A past or present member of the military facing employment discrimination, harassment, or retaliation because of his/her military service can bring claims under both USERRA and the IHRA to maximize the available damages. USERRA, 38 U.S.C. §4302(a) does not supersede, nullify, or diminish any Illinois law that establishes a right or benefit that is more beneficial to service members. The remedies available under the IHRA, 775 ILCS 5/8A-104 are far more superior than the remedies available under USERRA, 38 U.S.C. §4323(d). Under the IHRA, a successful service member is entitled to un-capped compensatory damages and injunctive relief.
I. IHRA HAS A 300 DAY STATUTE OF LIMITATIONS REQUIRING THE FILING OF A CHARGE OF DISCRIMINATION WITH THE ILLINOIS DEPARTMENT OF HUMAN RIGHTS.
Most statutes limit the time frame an aggrieved employee or applicant has to file a claim in court or with an administrative agency to enforce their rights.
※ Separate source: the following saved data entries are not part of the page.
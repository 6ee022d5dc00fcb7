//! Host-facing processor: compile once, then filter and reshape records.

use crate::config::EngineConfig;
use crate::executor::{predicate, project};
use crate::expression::{CompileResult, EvalError, Plan};
use crate::function::FunctionRegistry;
use crate::planner::Planner;
use crate::record::Record;
use std::sync::Arc;

/// What happened to one record
#[derive(Debug, Clone, PartialEq)]
pub enum Outcome {
    /// Predicate held; carries the projected record
    Kept(Record),
    /// Predicate was false
    Filtered,
    /// Predicate evaluation failed; the record is dropped
    PredicateFailed(EvalError),
    /// Predicate held but projection failed; the input record is passed on
    /// unchanged
    ProjectionFailed { original: Record, error: EvalError },
}

impl Outcome {
    /// The record forwarded downstream, if any
    pub fn into_record(self) -> Option<Record> {
        match self {
            Outcome::Kept(record) => Some(record),
            Outcome::ProjectionFailed { original, .. } => Some(original),
            Outcome::Filtered | Outcome::PredicateFailed(_) => None,
        }
    }

    pub fn is_error(&self) -> bool {
        matches!(
            self,
            Outcome::PredicateFailed(_) | Outcome::ProjectionFailed { .. }
        )
    }
}

/// A compiled SELECT statement ready to process records
pub struct SqlProcessor {
    script: String,
    plan: Plan,
}

impl SqlProcessor {
    /// Compile `script` against `registry`
    pub fn new(
        script: &str,
        config: EngineConfig,
        registry: Arc<FunctionRegistry>,
    ) -> CompileResult<Self> {
        let planner = Planner::new(registry, config);
        match planner.compile_sql(script) {
            Ok(plan) => {
                log::debug!(
                    "SQL processor ready: {} output fields, strict attributes: {}",
                    plan.projection.len(),
                    plan.strict_attributes
                );
                Ok(Self {
                    script: script.to_string(),
                    plan,
                })
            }
            Err(e) => {
                log::error!("failed to compile SQL script '{}': {}", script, e);
                Err(e)
            }
        }
    }

    /// Compile with the built-in functions and default configuration
    pub fn with_defaults(script: &str) -> CompileResult<Self> {
        Self::new(
            script,
            EngineConfig::default(),
            Arc::new(FunctionRegistry::with_builtins()),
        )
    }

    pub fn script(&self) -> &str {
        &self.script
    }

    pub fn plan(&self) -> &Plan {
        &self.plan
    }

    /// Run the plan against one record
    pub fn process(&self, record: &Record) -> Outcome {
        match predicate(&self.plan, record) {
            Ok(false) => Outcome::Filtered,
            Err(error) => {
                log::error!("predicate evaluation failed, record dropped: {}", error);
                Outcome::PredicateFailed(error)
            }
            Ok(true) => match project(&self.plan, record) {
                Ok(projected) => Outcome::Kept(projected),
                Err(error) => {
                    log::error!("projection failed, record passed through: {}", error);
                    Outcome::ProjectionFailed {
                        original: record.clone(),
                        error,
                    }
                }
            },
        }
    }

    /// Process a batch and return the records to forward, in input order
    pub fn process_batch(&self, records: Vec<Record>) -> Vec<Record> {
        let total = records.len();
        let kept: Vec<Record> = records
            .iter()
            .filter_map(|record| self.process(record).into_record())
            .collect();
        log::debug!("processed batch: {} in, {} out", total, kept.len());
        kept
    }
}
Failure to timely bring a claim within the proper time frame results in the employee or applicant being barred from ever enforcing any rights under the particular statute. The IHRA, 775 ILCS 5/7A-102(A)(1) has a statute of limitations requiring an aggrieved military service member to file a Charge of Discrimination with the Illinois Department of Human Rights 300 calendar days after the date that a civil rights violation allegedly has been committed. USERRA, 38 U.S.C. §4327(b) has no statute of limitations. USERRA is unique because it does not have any statute of limitations. USERRA does not require any pre-lawsuit administrative filing requirements for employment discrimination claims brought against private or State employers similar to the IHRA.
II. IHRA ONLY APPLIES TO PRIVATE EMPLOYERS WITH 15 OR MORE EMPLOYEES FOR ANY CLAIMS ACCRUING BEFORE JULY 1, 2020.
The IHRA, 775 ILCS 5/2-101(B)(1)(a) only applies to private employers employing 15 or more employees within Illinois during 20 or more calendar weeks within a calendar year of or preceding the alleged violation. This means that a private employer must have at least 15 or more employees in order to have coverage under the IHRA for any claims accruing before July 1, 2020, for military status discrimination or harassment. Currently, an Illinois employer with less than 15 employees in Illinois can be held liable under the IHRA, 775 ILCS 5/6-101 for retaliation against an employee based on his or her military status.
Illinois has amended the IHRA, 775 ILCS 5/2-101(B)(1)(a) effective on and after July 1, 2020, imposing liability on any Illinois employer employing one or more employees within Illinois during 20 or more calendar weeks within the calendar year of or proceeding the alleged violations. This means that any employer employing one or more employees in Illinois on and after July 1, 2020, can be held liable under the IHRA for military status discrimination and harassment.
III. THE IHRA DOES PROVIDE A 60 DAY OPT-OUT PROVISION.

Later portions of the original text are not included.